*** Provided data Section Begins ***

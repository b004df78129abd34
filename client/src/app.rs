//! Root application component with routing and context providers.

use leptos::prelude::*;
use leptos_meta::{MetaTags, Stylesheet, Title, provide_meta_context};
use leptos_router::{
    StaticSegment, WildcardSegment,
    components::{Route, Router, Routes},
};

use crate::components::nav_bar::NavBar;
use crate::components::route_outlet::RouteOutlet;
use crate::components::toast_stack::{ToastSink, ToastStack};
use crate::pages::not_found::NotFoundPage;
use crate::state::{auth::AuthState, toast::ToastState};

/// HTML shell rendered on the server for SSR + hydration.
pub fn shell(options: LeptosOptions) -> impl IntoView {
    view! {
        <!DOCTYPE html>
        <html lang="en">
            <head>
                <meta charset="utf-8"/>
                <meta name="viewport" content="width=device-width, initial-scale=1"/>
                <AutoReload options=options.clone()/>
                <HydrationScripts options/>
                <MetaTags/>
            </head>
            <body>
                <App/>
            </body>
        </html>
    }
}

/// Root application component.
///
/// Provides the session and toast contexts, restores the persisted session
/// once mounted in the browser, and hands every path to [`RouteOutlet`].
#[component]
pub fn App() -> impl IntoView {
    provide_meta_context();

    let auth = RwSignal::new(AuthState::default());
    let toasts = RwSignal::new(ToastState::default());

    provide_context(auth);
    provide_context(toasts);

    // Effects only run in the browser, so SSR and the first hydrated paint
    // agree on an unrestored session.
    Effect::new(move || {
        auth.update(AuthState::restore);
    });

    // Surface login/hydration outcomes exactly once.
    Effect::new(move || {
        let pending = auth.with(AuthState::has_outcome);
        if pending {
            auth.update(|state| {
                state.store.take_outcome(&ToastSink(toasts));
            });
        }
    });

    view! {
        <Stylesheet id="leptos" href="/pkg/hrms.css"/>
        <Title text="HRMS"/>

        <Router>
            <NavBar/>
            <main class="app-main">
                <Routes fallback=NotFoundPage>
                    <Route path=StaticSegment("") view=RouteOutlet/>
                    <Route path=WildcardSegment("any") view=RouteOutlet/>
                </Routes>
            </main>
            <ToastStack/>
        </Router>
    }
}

*** Provided data Section Ends ***

**What the task asks**
In the data above, find the line with "#[component]" and the line with "outcomes exactly once.". Retype both, plus every line between them, exactly.

**Answer below**
#[component]
pub fn App() -> impl IntoView {
    provide_meta_context();

    let auth = RwSignal::new(AuthState::default());
    let toasts = RwSignal::new(ToastState::default());

    provide_context(auth);
    provide_context(toasts);

    // Effects only run in the browser, so SSR and the first hydrated paint
    // agree on an unrestored session.
    Effect::new(move || {
        auth.update(AuthState::restore);
    });

    // Surface login/hydration outcomes exactly once.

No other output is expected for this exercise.